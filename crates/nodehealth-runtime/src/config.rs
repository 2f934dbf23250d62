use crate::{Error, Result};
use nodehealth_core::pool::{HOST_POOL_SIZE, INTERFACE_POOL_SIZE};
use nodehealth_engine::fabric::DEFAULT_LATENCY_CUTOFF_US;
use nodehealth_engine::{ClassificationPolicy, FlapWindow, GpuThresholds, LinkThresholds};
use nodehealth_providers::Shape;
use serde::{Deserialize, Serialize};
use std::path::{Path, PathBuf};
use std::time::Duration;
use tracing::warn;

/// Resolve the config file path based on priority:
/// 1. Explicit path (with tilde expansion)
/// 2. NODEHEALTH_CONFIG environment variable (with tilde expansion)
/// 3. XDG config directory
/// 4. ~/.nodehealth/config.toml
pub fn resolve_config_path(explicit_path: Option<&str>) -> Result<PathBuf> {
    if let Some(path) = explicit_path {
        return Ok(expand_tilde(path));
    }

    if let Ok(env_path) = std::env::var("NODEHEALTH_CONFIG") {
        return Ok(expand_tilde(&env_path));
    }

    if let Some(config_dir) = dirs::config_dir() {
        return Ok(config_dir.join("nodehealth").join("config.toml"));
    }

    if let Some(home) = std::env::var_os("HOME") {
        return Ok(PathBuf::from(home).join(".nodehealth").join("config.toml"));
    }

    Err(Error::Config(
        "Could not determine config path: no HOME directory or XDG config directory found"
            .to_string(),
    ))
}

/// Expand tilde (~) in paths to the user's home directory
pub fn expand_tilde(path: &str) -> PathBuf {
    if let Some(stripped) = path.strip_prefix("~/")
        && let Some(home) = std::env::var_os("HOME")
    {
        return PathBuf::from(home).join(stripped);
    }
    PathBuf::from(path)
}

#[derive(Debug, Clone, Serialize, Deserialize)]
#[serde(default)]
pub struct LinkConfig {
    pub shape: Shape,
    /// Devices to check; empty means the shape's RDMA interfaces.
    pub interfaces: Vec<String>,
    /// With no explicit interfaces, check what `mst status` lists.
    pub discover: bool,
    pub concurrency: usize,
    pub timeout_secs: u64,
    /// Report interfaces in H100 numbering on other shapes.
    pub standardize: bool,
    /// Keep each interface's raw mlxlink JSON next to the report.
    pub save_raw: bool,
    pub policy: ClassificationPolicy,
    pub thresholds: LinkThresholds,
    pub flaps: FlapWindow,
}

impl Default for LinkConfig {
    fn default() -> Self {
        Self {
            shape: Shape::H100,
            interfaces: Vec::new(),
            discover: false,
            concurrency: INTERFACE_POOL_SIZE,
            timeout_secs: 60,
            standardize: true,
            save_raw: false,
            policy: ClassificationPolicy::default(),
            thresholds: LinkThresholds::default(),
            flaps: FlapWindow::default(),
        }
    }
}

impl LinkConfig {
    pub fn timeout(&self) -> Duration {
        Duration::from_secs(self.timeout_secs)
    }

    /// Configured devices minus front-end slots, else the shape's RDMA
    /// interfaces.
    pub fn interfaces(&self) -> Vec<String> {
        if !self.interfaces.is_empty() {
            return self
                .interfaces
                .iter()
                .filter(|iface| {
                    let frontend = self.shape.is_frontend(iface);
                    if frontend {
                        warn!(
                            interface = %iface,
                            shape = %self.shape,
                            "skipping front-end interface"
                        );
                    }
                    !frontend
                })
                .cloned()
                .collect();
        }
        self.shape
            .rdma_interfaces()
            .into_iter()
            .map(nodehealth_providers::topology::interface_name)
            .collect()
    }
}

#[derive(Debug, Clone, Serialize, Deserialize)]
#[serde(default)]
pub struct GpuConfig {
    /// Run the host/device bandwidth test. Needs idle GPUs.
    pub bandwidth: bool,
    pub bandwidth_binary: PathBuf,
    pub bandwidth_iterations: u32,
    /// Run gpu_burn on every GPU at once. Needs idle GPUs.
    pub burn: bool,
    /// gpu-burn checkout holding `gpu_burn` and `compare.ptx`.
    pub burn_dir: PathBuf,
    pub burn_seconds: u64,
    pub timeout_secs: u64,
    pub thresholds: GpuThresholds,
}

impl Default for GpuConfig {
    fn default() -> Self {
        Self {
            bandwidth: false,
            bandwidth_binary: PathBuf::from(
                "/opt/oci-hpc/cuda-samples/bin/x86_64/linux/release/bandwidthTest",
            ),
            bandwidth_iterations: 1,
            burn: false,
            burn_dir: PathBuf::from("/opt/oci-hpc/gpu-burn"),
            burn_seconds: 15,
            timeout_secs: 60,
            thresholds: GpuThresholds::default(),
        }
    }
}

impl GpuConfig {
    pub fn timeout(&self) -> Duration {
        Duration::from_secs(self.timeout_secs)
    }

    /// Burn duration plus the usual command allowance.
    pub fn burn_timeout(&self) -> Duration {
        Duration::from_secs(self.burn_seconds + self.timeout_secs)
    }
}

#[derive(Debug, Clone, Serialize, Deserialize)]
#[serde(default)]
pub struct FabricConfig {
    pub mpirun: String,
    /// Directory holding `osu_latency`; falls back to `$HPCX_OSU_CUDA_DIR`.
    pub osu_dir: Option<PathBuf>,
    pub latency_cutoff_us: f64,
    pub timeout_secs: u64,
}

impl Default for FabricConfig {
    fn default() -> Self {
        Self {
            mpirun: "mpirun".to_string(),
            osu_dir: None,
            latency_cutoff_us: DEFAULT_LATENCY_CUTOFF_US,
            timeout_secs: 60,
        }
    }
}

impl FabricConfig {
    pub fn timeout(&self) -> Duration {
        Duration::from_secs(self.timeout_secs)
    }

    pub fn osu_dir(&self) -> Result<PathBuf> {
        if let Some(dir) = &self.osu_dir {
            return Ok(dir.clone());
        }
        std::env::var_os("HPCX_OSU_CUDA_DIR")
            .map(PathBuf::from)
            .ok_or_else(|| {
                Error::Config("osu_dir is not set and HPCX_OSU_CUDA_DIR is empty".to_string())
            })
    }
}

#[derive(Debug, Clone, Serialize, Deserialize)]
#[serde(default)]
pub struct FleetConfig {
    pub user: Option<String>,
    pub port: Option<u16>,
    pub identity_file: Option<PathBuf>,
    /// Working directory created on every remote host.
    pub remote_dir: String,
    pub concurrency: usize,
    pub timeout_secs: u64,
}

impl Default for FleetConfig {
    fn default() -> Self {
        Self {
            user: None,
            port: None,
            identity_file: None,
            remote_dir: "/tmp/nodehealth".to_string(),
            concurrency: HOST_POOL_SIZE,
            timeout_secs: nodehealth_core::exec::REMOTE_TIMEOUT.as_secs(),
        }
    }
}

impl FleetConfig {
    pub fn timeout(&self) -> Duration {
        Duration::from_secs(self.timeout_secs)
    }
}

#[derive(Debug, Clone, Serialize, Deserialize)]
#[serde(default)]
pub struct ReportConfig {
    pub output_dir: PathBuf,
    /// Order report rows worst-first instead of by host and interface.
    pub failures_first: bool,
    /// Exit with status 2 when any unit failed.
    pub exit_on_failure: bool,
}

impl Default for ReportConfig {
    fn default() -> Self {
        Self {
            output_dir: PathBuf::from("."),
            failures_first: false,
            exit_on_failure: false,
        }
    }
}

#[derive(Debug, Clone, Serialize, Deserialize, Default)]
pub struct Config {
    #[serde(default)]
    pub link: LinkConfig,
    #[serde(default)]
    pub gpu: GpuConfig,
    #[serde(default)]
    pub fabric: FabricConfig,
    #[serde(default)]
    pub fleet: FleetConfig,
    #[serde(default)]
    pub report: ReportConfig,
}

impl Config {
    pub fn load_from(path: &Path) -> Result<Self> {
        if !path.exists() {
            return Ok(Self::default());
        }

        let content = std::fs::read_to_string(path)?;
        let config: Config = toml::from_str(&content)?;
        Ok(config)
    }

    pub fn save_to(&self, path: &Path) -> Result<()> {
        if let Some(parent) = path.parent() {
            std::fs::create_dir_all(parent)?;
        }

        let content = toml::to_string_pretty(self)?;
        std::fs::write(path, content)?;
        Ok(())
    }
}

※

● **Action item**: Write out every line of the listing that holds the word "frontend".

● **Written reply**:
                    let frontend = self.shape.is_frontend(iface);
                    if frontend {
                    !frontend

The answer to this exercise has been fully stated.